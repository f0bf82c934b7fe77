// SPDX-License-Identifier: BUSL-1.1
// Copyright (c) 2026 Alfred Jean LLC

//! Centralized environment variable access for the reef binary.

use std::path::PathBuf;
use std::time::Duration;

/// Temp root for extraction directories and transient report files:
/// `REEF_TEMP_DIR` > `<system temp>/reef`.
pub fn temp_dir() -> PathBuf {
    if let Ok(dir) = std::env::var("REEF_TEMP_DIR") {
        return PathBuf::from(dir);
    }
    std::env::temp_dir().join("reef")
}

/// Artifact store root: `REEF_STORAGE_DIR` > `XDG_DATA_HOME/reef` >
/// `~/.local/share/reef`. `None` when no home is resolvable.
pub fn storage_dir() -> Option<PathBuf> {
    if let Ok(dir) = std::env::var("REEF_STORAGE_DIR") {
        return Some(PathBuf::from(dir));
    }
    if let Ok(xdg) = std::env::var("XDG_DATA_HOME") {
        return Some(PathBuf::from(xdg).join("reef"));
    }
    std::env::var("HOME")
        .ok()
        .map(|home| PathBuf::from(home).join(".local/share/reef"))
}

/// Versions table override file.
pub fn versions_file() -> Option<PathBuf> {
    std::env::var("REEF_VERSIONS_FILE").ok().map(PathBuf::from)
}

/// HTTP timeout for downloads and the upstream post.
pub fn http_timeout() -> Duration {
    std::env::var("REEF_HTTP_TIMEOUT_MS")
        .ok()
        .and_then(|s| s.parse::<u64>().ok())
        .map(Duration::from_millis)
        .unwrap_or(Duration::from_secs(30))
}

/// Capacity of the channels linking pipeline stages.
pub fn channel_capacity() -> usize {
    std::env::var("REEF_CHANNEL_CAPACITY")
        .ok()
        .and_then(|s| s.parse::<usize>().ok())
        .filter(|&n| n > 0)
        .unwrap_or(reef_engine::DEFAULT_CHANNEL_CAPACITY)
}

=-=-=-=-=

Copy out the entries above exactly as given, starting at the top and ending with the line containing "if let Ok(xdg)"; include both and nothing more.

repository f0bf82c934b7fe77
// SPDX-License-Identifier: BUSL-1.1
// Copyright (c) 2026 Alfred Jean LLC

//! Centralized environment variable access for the reef binary.

use std::path::PathBuf;
use std::time::Duration;

/// Temp root for extraction directories and transient report files:
/// `REEF_TEMP_DIR` > `<system temp>/reef`.
pub fn temp_dir() -> PathBuf {
    if let Ok(dir) = std::env::var("REEF_TEMP_DIR") {
        return PathBuf::from(dir);
    }
    std::env::temp_dir().join("reef")
}

/// Artifact store root: `REEF_STORAGE_DIR` > `XDG_DATA_HOME/reef` >
/// `~/.local/share/reef`. `None` when no home is resolvable.
pub fn storage_dir() -> Option<PathBuf> {
    if let Ok(dir) = std::env::var("REEF_STORAGE_DIR") {
        return Some(PathBuf::from(dir));
    }
    if let Ok(xdg) = std::env::var("XDG_DATA_HOME") {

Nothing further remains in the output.